Has Inflation Killed the Easter Bunny?

The Easter Bunny may have a lighter load this year. With the price of eggs so high, people will save them for breakfast instead of coloring them and hiding them for the kids.

Dollar Tree, a discount variety store and Fortune 500 company that operates 15,115 stores in 48 states and Canada, has pulled eggs from its shelves. According to Dollar Tree spokesman Randy Guiler, “The cost of eggs is currently very high and we won’t sell eggs again until costs are more in line with historical levels.” Dollar Tree had been selling eggs for $1.25 per dozen, which is the price of many products in Dollar Tree stores.

Data from the Federal Reserve Bank of St.

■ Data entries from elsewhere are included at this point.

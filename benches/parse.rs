#![feature(test)]

extern crate test;
use pdfstruct::{OperatorGraph, Reader};

/// Incrementally updated file with `revisions` classic tables chained by `/Prev`.
fn incremental_file(revisions: u32) -> Vec<u8> {
    let mut buffer = b"%PDF-1.4\n".to_vec();
    let mut prev = None;
    for i in 0..revisions {
        let object = buffer.len();
        buffer.extend(format!("{} 0 obj\n<</Revision {}>>\nendobj\n", i + 1, i).as_bytes());
        let table = buffer.len();
        buffer.extend(format!("xref\n{} 1\n{:010} 00000 n\r\n", i + 1, object).as_bytes());
        let prev_key = prev.map(|p| format!(" /Prev {}", p)).unwrap_or_default();
        buffer.extend(format!("trailer\n<</Size {}{}>>\n", revisions + 1, prev_key).as_bytes());
        prev = Some(table);
    }
    buffer.extend(format!("startxref\n{}\n%%EOF\n", prev.unwrap_or(0)).as_bytes());
    buffer
}

#[bench]
fn bench_resolve_incremental(b: &mut test::test::Bencher) {
    let buffer = incremental_file(1000);
    b.iter(|| {
        Reader::new(&buffer).load().unwrap();
    })
}

#[bench]
fn bench_operator_graph(b: &mut test::test::Bencher) {
    let content = b"q 1 0 0 1 72 720 cm BT /F1 12 Tf 0 -14 Td [(Hello) -250 (World)] TJ ET 0 0 1 RG 10 10 100 100 re S Q "
        .repeat(500);
    b.iter(|| {
        OperatorGraph::parse(&content).unwrap();
    })
}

Louis shows the average egg price has gone from $2.05 a dozen in February of 2022 to $4.21 a dozen in February of this year… an increase of 105%. California has seen the biggest increase going from $2.35 to $7.37 a dozen—213%.

Egg prices hit record highs in January of almost $5 a dozen due to a global outbreak of avian flu. The U.S. Department of Agriculture (USDA) estimates that more than 43 million egg-laying hens had to be destroyed causing a massive drop in available egg supply. According to Texas A&M University, avian flu is harder on layer hens because those birds are in production for a longer period of time than broiler chickens, which are used for meat, so layers have a higher risk of exposure to the virus.

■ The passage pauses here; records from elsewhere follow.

//! Lexer for content streams.

use nom::Input;

use crate::parser::{self, ParserInput};
use crate::{Dictionary, Error, Object, Result, Stream};

/// One lexical unit of a content stream.
#[derive(Debug, Clone, PartialEq)]
pub enum Token {
    /// Operator, kept as written.
    Keyword(String),
    /// Operand value.
    Object(Object),
    /// `BI ... ID <data> EI` as a single unit.
    InlineImage(Stream),
}

/// Saved read position, see [`Tokenizer::checkpoint`].
#[derive(Debug, Clone, Copy)]
pub struct Checkpoint<'a>(ParserInput<'a>);

pub struct Tokenizer<'a> {
    input: ParserInput<'a>,
}

impl<'a> Tokenizer<'a> {
    pub fn new(content: &'a [u8]) -> Self {
        Tokenizer {
            input: ParserInput::new_extra(content, "content stream"),
        }
    }

    /// Byte offset of the next unread byte.
    pub fn position(&self) -> usize {
        self.input.location_offset()
    }

    pub fn checkpoint(&self) -> Checkpoint<'a> {
        Checkpoint(self.input)
    }

    /// Rewind to a position saved by [`Tokenizer::checkpoint`].
    pub fn restore(&mut self, checkpoint: Checkpoint<'a>) {
        self.input = checkpoint.0;
    }

    /// Next token, or `None` at end of input.
    pub fn next_token(&mut self) -> Result<Option<Token>> {
        self.input = parser::skip_space(self.input);
        let first = match self.input.fragment().first() {
            Some(&c) => c,
            None => return Ok(None),
        };

        if b"/([<".contains(&first) {
            let (rest, object) = parser::operand(self.input).map_err(|_| self.lex_error("malformed value"))?;
            self.input = rest;
            return Ok(Some(Token::Object(object)));
        }
        if !parser::is_regular(first) {
            return Err(self.lex_error("unexpected delimiter"));
        }

        let (rest, word) = parser::keyword(self.input).map_err(|_| self.lex_error("expected keyword"))?;
        let object = match *word.fragment() {
            b"true" => Some(Object::Boolean(true)),
            b"false" => Some(Object::Boolean(false)),
            b"null" => Some(Object::Null),
            b"BI" => {
                self.input = rest;
                return self.inline_image().map(Some);
            }
            _ => match parser::number(word) {
                Ok((tail, number)) if tail.is_empty() => Some(number),
                _ => None,
            },
        };
        if let Some(object) = object {
            self.input = rest;
            return Ok(Some(Token::Object(object)));
        }

        let text = std::str::from_utf8(word.fragment()).map_err(|_| self.lex_error("keyword is not valid text"))?;
        self.input = rest;
        Ok(Some(Token::Keyword(text.to_owned())))
    }

    fn inline_image(&mut self) -> Result<Token> {
        let (rest, dict) =
            parser::inline_image_dict(self.input).map_err(|_| self.lex_error("malformed inline image dictionary"))?;
        let data: &'a [u8] = *rest.fragment();

        let (length, end) = image_data_length(&dict)
            .and_then(|length| ends_with_ei(data, length).map(|end| (length, end)))
            .or_else(|| scan_for_ei(data))
            .ok_or_else(|| self.lex_error("inline image is missing EI"))?;

        self.input = rest.take_from(end);
        Ok(Token::InlineImage(Stream::inline(dict, data[..length].to_vec())))
    }

    fn lex_error(&self, reason: &'static str) -> Error {
        Error::Lex {
            offset: self.position(),
            reason,
        }
    }
}

impl Iterator for Tokenizer<'_> {
    type Item = Result<Token>;

    fn next(&mut self) -> Option<Self::Item> {
        self.next_token().transpose()
    }
}

/// Length of unfiltered image data as given by its dimensions.
fn image_data_length(dict: &Dictionary) -> Option<usize> {
    if dict.has(b"F") || dict.has(b"Filter") {
        return None;
    }
    let integer = |short: &[u8], long: &[u8]| {
        dict.get(short)
            .or_else(|_| dict.get(long))
            .and_then(Object::as_i64)
            .ok()
            .and_then(|v| u64::try_from(v).ok())
    };
    let image_mask = dict
        .get(b"IM")
        .or_else(|_| dict.get(b"ImageMask"))
        .and_then(Object::as_bool)
        .unwrap_or(false);

    let width = integer(b"W", b"Width")?;
    let height = integer(b"H", b"Height")?;
    let (components, bits) = if image_mask {
        (1, 1)
    } else {
        let color_space = dict.get(b"CS").or_else(|_| dict.get(b"ColorSpace")).ok()?;
        let components = match color_space {
            Object::Name(name) => match name.as_slice() {
                b"G" | b"DeviceGray" | b"CalGray" => 1,
                b"RGB" | b"DeviceRGB" | b"CalRGB" => 3,
                b"CMYK" | b"DeviceCMYK" => 4,
                _ => return None,
            },
            Object::Array(array) => match array.first().and_then(|n| n.as_name().ok()) {
                Some(b"I" | b"Indexed") => 1,
                _ => return None,
            },
            _ => return None,
        };
        (components, integer(b"BPC", b"BitsPerComponent")?)
    };

    let bits_per_row = width.checked_mul(components)?.checked_mul(bits)?;
    let length = bits_per_row.div_ceil(8).checked_mul(height)?;
    usize::try_from(length).ok()
}

/// End of `EI` if `data[length..]` is optional whitespace, `EI` and a token boundary.
fn ends_with_ei(data: &[u8], length: usize) -> Option<usize> {
    let tail = data.get(length..)?;
    let skipped = tail.iter().take_while(|&&c| parser::is_whitespace(c)).count();
    let at = length + skipped;
    is_ei_at(data, at).then_some(at + 2)
}

/// First `EI` preceded by whitespace and followed by a token boundary.
fn scan_for_ei(data: &[u8]) -> Option<(usize, usize)> {
    (0..data.len())
        .find(|&at| (at == 0 || parser::is_whitespace(data[at - 1])) && is_ei_at(data, at))
        .map(|at| (at.saturating_sub(1), at + 2))
}

fn is_ei_at(data: &[u8], at: usize) -> bool {
    data.get(at..at + 2) == Some(&b"EI"[..]) && data.get(at + 2).is_none_or(|&c| !parser::is_regular(c))
}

Farmers are rebuilding their flocks, but according to the University of Wisconsin, it takes 4-6 months from the time a chick is hatched before it begins laying eggs.

The USDA predicts egg prices will drop by almost 27 percent in 2023, but not by Easter. So, the quandary is, do you take the eggs sunny side up, or paint them red, blue, and green and hope your kids find them before July 4th?